This study aims to highlight the contribution to the message theory of two reputed Italian specialists: Cesare Brandi and Corrado Maltese. The zetectic method used is comparative, meta-analytical. Cesare Brandi's thesis is that communication is presence; it has two aspects: significant blatantness and message; the message is autonomous and as a form of presence it consists of a semantic deflagration. Corrado Maltese's thesis is that the message is not autonomous, but attributed; The message represents an organization of the meanings produced by the receiver and assigned to it by the broadcaster. The two Italian specialists illustrate two fundamental positions in the theory of the message: the autonomy of the message and the dependence of the message on the receiver. 

**Keywords:** message, communication, context, attribution 

## **1. Presence against message** 

Cesare Brandi starts from the Jakobson paradigm. He appreciates that, by the definition he has given, R. Jakobson has actually gone along with the truth, since his concept of "message en tant que tel", "le message pour son propre compte" implicitly establishes this message as sui generis, and not in relation to the information whose bearer is for a privileged interlocutor, knowing that the message disintegrates "en tant que tel", even by himself. Hence, the need to remove from its content the meanings that Roman Jakobson understands regarding the presence of the message. 
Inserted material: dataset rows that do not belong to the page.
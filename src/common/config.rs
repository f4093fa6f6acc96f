// Runtime configuration read once at startup

use std::env;
use std::path::PathBuf;
use std::time::Duration;

use tracing::warn;

pub const DEFAULT_API_URL: &str = "https://manage.talktolead.ai";
pub const DEFAULT_LINE_CALLBACK_URL: &str = "http://localhost:3000/auth/line/callback";
const DEFAULT_TIMEOUT_SECS: u64 = 30;
const DEFAULT_MAX_RETRIES: u32 = 2;

#[derive(Debug, Clone, PartialEq, Eq)]
pub struct LineConfig {
    /// `None` disables the LINE login path entirely
    pub channel_id: Option<String>,
    pub callback_url: String,
}

impl Default for LineConfig {
    fn default() -> Self {
        Self {
            channel_id: None,
            callback_url: DEFAULT_LINE_CALLBACK_URL.to_string(),
        }
    }
}

#[derive(Debug, Clone)]
pub struct AppConfig {
    pub api_base_url: String,
    pub request_timeout: Duration,
    pub max_retries: u32,
    pub line: LineConfig,
    pub data_dir: PathBuf,
    pub demo_mode: bool,
}

impl AppConfig {
    pub fn from_env() -> Self {
        Self::from_lookup(|key| env::var(key).ok())
    }

    /// Builds the config from an arbitrary variable source
    pub fn from_lookup<F>(lookup: F) -> Self
    where
        F: Fn(&str) -> Option<String>,
    {
        let read = |key: &str| lookup(key).map(|v| v.trim().to_string()).filter(|v| !v.is_empty());

        let api_base_url = read("TALKTOLEAD_API_URL")
            .unwrap_or_else(|| DEFAULT_API_URL.to_string())
            .trim_end_matches('/')
            .to_string();

        let request_timeout = Duration::from_secs(parse_or(
            read("API_TIMEOUT_SECS"),
            "API_TIMEOUT_SECS",
            DEFAULT_TIMEOUT_SECS,
        ));
        let max_retries = parse_or(read("API_MAX_RETRIES"), "API_MAX_RETRIES", DEFAULT_MAX_RETRIES);

        let line = LineConfig {
            channel_id: read("LINE_CHANNEL_ID"),
            callback_url: read("LINE_CALLBACK_URL")
                .unwrap_or_else(|| DEFAULT_LINE_CALLBACK_URL.to_string()),
        };

        let data_dir = read("TALKTOLEAD_DATA_DIR")
            .map(PathBuf::from)
            .or_else(|| dirs::data_dir().map(|d| d.join("talktolead")))
            .unwrap_or_else(|| PathBuf::from("./.talktolead"));

        let demo_mode = read("DEMO_MODE")
            .map(|v| v.to_lowercase() == "true")
            .unwrap_or(false);

        Self {
            api_base_url,
            request_timeout,
            max_retries,
            line,
            data_dir,
            demo_mode,
        }
    }

    pub fn storage_path(&self) -> PathBuf {
        self.data_dir.join("storage.json")
    }
}

fn parse_or<T: std::str::FromStr + Copy>(raw: Option<String>, key: &str, default: T) -> T {
    match raw {
        Some(value) => value.parse().unwrap_or_else(|_| {
            warn!(key = %key, value = %value, "Ignoring unparseable configuration value");
            default
        }),
        None => default,
    }
}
The message has a part that is anchored in this reading, look, and consumption. Eventually, the presence cancels the "message." The raw material of the message is the sign, the hint, the symbol. As such, the message is exposed to semiology research (French semiotics). The coupling of the sign with the 

127 

presence gives the semiology a special character. "Communication - writes Brandi - always looks at something that is not present: communication informs us of a presence elsewhere that has been or will be. Otherwise, communication would not need to be communicated: it would be offered at present simply "(C. Brandi, 1966, p. 32). Communication produces presence, not message. This is the case-pattern of the artwork. The communicative amount of any work is not the essence of presence, but the incidence of a semiosis based on sub-codes of different natures (iconographic, sociological, psychological, etc.). However, if the work of art has the structure and the code of a message, "this message is of an entirely private nature, as a message that cancels itself as a message" (C. Brandi, 1966, p. 32). 
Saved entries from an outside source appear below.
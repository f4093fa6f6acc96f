// Common module - shared types and utilities across all modules

pub mod config;
pub mod error;
pub mod helpers;
pub mod storage;

// Re-export commonly used types for convenience
pub use config::{AppConfig, LineConfig};
pub use error::ApiClientError;
pub use helpers::{non_empty, safe_email_log, safe_token_log};
pub use storage::{FileStore, KeyValueStore, MemoryStore, StorageError};
//! Persisted credential record: bearer token, refresh token and the cached
//! identity snapshot.

use std::sync::Arc;

use tracing::{debug, warn};

use super::models::AuthUser;
use crate::common::{KeyValueStore, StorageError};

pub const AUTH_TOKEN_KEY: &str = "talktolead_auth_token";
pub const REFRESH_TOKEN_KEY: &str = "talktolead_refresh_token";
pub const USER_KEY: &str = "talktolead_user";

#[derive(Clone)]
pub struct CredentialStore {
    store: Arc<dyn KeyValueStore>,
}

impl CredentialStore {
    pub fn new(store: Arc<dyn KeyValueStore>) -> Self {
        Self { store }
    }

    pub fn token(&self) -> Result<Option<String>, StorageError> {
        Ok(self.store.get(AUTH_TOKEN_KEY)?.filter(|t| !t.is_empty()))
    }

    pub fn set_token(&self, token: &str) -> Result<(), StorageError> {
        self.store.set(AUTH_TOKEN_KEY, token)
    }

    pub fn clear_token(&self) -> Result<(), StorageError> {
        self.store.remove(AUTH_TOKEN_KEY)
    }

    pub fn refresh_token(&self) -> Result<Option<String>, StorageError> {
        self.store.get(REFRESH_TOKEN_KEY)
    }

    pub fn set_refresh_token(&self, token: &str) -> Result<(), StorageError> {
        self.store.set(REFRESH_TOKEN_KEY, token)
    }

    /// Last-known identity snapshot. Unparseable snapshots read as absent.
    /// Never authoritative on its own.
    pub fn cached_user(&self) -> Result<Option<AuthUser>, StorageError> {
        let Some(raw) = self.store.get(USER_KEY)? else {
            return Ok(None);
        };

        match serde_json::from_str::<AuthUser>(&raw) {
            Ok(user) => Ok(Some(user)),
            Err(e) => {
                warn!(error = %e, "Ignoring unparseable cached user snapshot");
                Ok(None)
            }
        }
    }

    pub fn set_cached_user(&self, user: &AuthUser) -> Result<(), StorageError> {
        self.store.set(USER_KEY, &serde_json::to_string(user)?)
    }

    /// Removes the token, refresh token and identity snapshot
    pub fn clear(&self) -> Result<(), StorageError> {
        self.store.remove(AUTH_TOKEN_KEY)?;
        self.store.remove(REFRESH_TOKEN_KEY)?;
        self.store.remove(USER_KEY)?;
        debug!("Cleared persisted credentials");
        Ok(())
    }
}

#[cfg(test)]
mod tests {
    use super::*;
    use crate::auth::models::AuthRole;
    use crate::common::MemoryStore;

    #[test]
    fn test_round_trips_snapshot_and_clears_everything() {
        let backing = Arc::new(MemoryStore::new());
        let credentials = CredentialStore::new(backing.clone());

        credentials.set_token("tok").unwrap();
        credentials.set_refresh_token("refresh").unwrap();
        credentials
            .set_cached_user(&AuthUser::new("7", "rep@example.com", AuthRole::User))
            .unwrap();

        assert_eq!(credentials.token().unwrap().as_deref(), Some("tok"));
        assert_eq!(credentials.cached_user().unwrap().unwrap().id, "7");

        credentials.clear().unwrap();
        assert_eq!(credentials.token().unwrap(), None);
        assert_eq!(credentials.refresh_token().unwrap(), None);
        assert_eq!(backing.get(USER_KEY).unwrap(), None);
    }

    #[test]
    fn test_corrupt_snapshot_reads_as_absent() {
        let backing = Arc::new(MemoryStore::new());
        backing.set(USER_KEY, "{not json").unwrap();

        let credentials = CredentialStore::new(backing);
        assert!(credentials.cached_user().unwrap().is_none());
    }
}
async fn recording_status(State(backend): State<Shared>, headers: HeaderMap) -> Json<Value> {
    let count = backend.hit("recording_status", &headers);
    let status = if count < 3 { "processing" } else { "completed" };
    Json(json!({ "status": status }))
}

async fn contacts(State(backend): State<Shared>, headers: HeaderMap) -> Response {
    let count = backend.hit("contacts", &headers);
    if count <= 2 {
        return (
            StatusCode::SERVICE_UNAVAILABLE,
            Json(json!({ "message": "Service unavailable" })),
        )
            .into_response();
    }

    Json(json!([
        { "id": 5, "user_id": 10, "first_name": "Jane", "last_name": "Smith", "created_at": "2026-02-15T10:00:00Z" }
    ]))
    .into_response()
}

async fn create_contact(State(backend): State<Shared>, headers: HeaderMap) -> Response {
    backend.hit("create_contact", &headers);
    (
        StatusCode::SERVICE_UNAVAILABLE,
        Json(json!({ "message": "Service unavailable" })),
    )
        .into_response()
}

async fn update_contact(
    State(backend): State<Shared>,
    headers: HeaderMap,
    Path(id): Path<String>,
    Json(body): Json<Value>,
) -> Json<Value> {
    backend.hit("update_contact", &headers);
    backend
        .bodies
        .lock()
        .unwrap()
        .insert("update_contact", body.clone());

    Json(json!({
        "id": id,
        "user_id": 10,
        "first_name": body["first_name"],
        "last_name": body["last_name"],
        "created_at": "2026-02-15T10:00:00Z"
    }))
}

async fn team_summary(State(backend): State<Shared>, headers: HeaderMap) -> Response {
    backend.hit("team_summary", &headers);
    (
        StatusCode::FORBIDDEN,
        Json(json!({ "error": "Forbidden", "code": "FORBIDDEN" })),
    )
        .into_response()
}

async fn dashboard(State(backend): State<Shared>, headers: HeaderMap) -> Response {
    backend.hit("dashboard", &headers);
    (StatusCode::INTERNAL_SERVER_ERROR, "boom").into_response()
}

async fn spawn_backend() -> (String, Shared) {
    let backend: Shared = Arc::new(Backend::default());

    let app = Router::new()
        .route("/auth/login", post(login))
        .route("/auth/current_user", get(current_user))
        .route("/api/voice/recordings", get(recordings))
        .route(
            "/api/voice/recordings/:id",
            get(recording).delete(delete_recording),
        )
        .route("/api/voice/recordings/:id/status", get(recording_status))
        .route("/api/contact/", get(contacts).post(create_contact))
        .route("/api/contact/:id", put(update_contact))
        .route("/api/manager/team-summary", get(team_summary))
        .route("/api/manager/dashboard", get(dashboard))
        .with_state(backend.clone());

    let listener = tokio::net::TcpListener::bind("127.0.0.1:0").await.unwrap();
    let addr = listener.local_addr().unwrap();
    tokio::spawn(async move {
        axum::serve(listener, app).await.unwrap();
    });

    (format!("http://{}", addr), backend)
}

// ============================================================================
// Client setup
// ============================================================================

fn fast_retry() -> RetryPolicy {
    RetryPolicy {
        max_retries: 2,
        base_delay: Duration::from_millis(10),
        max_delay: Duration::from_millis(50),
    }
}

fn client_for(base_url: &str) -> (ApiClient, CredentialStore) {
    let config = AppConfig {
        api_base_url: base_url.to_string(),
        ..AppConfig::from_lookup(|_| None)
    };
    let credentials = CredentialStore::new(Arc::new(MemoryStore::new()));
    let client = ApiClient::new(&config, credentials.clone())
        .unwrap()
        .with_retry_policy(fast_retry());
    (client, credentials)
}

// ============================================================================
// Authentication plumbing
// ============================================================================

#[tokio::test]
async fn test_bearer_token_is_attached() {
    let (base_url, backend) = spawn_backend().await;
    let (client, credentials) = client_for(&base_url);
    credentials.set_token(GOOD_TOKEN).unwrap();

    let user = client.current_user().await.unwrap();

    assert_eq!(user.id, "42");
    assert_eq!(user.organization_id.as_deref(), Some("7"));
    assert_eq!(
        backend.auth_header("current_user").as_deref(),
        Some("Bearer good-token")
    );
}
In fact, no one doubts that the work of art can be directed, as a message either by the author or by the recipient / fruitore / and beyond the messages the author has consciously introduced in it. "Everything is a message if it is interpreted as such, as a sign, hint, symbol"; therefore, the stratification of the messages that can be extracted from an art work is infinite, as that work is an indication of taste history, price evolution, conservation status in a certain climate, and so on (C. Brandi, 1985, p. 40). 

The code differs from the language, considered as a corpus, in that, in its case, the concept of translation is synonymous, that is, synonymous substitution either in the same language or in another language. To decode a message is not only to elucidate what it transmits, translating the eventual cipher - the code - in which it was communicated, but even explaining its meaning, using the same language as a metal language. This message - as is the case with the missing languages - was lost: except in cases when it had an autonomous existence in the chain of sounds or graphs (C. Brandi, 1985, p. 107). The code and the message are mutually dependent. 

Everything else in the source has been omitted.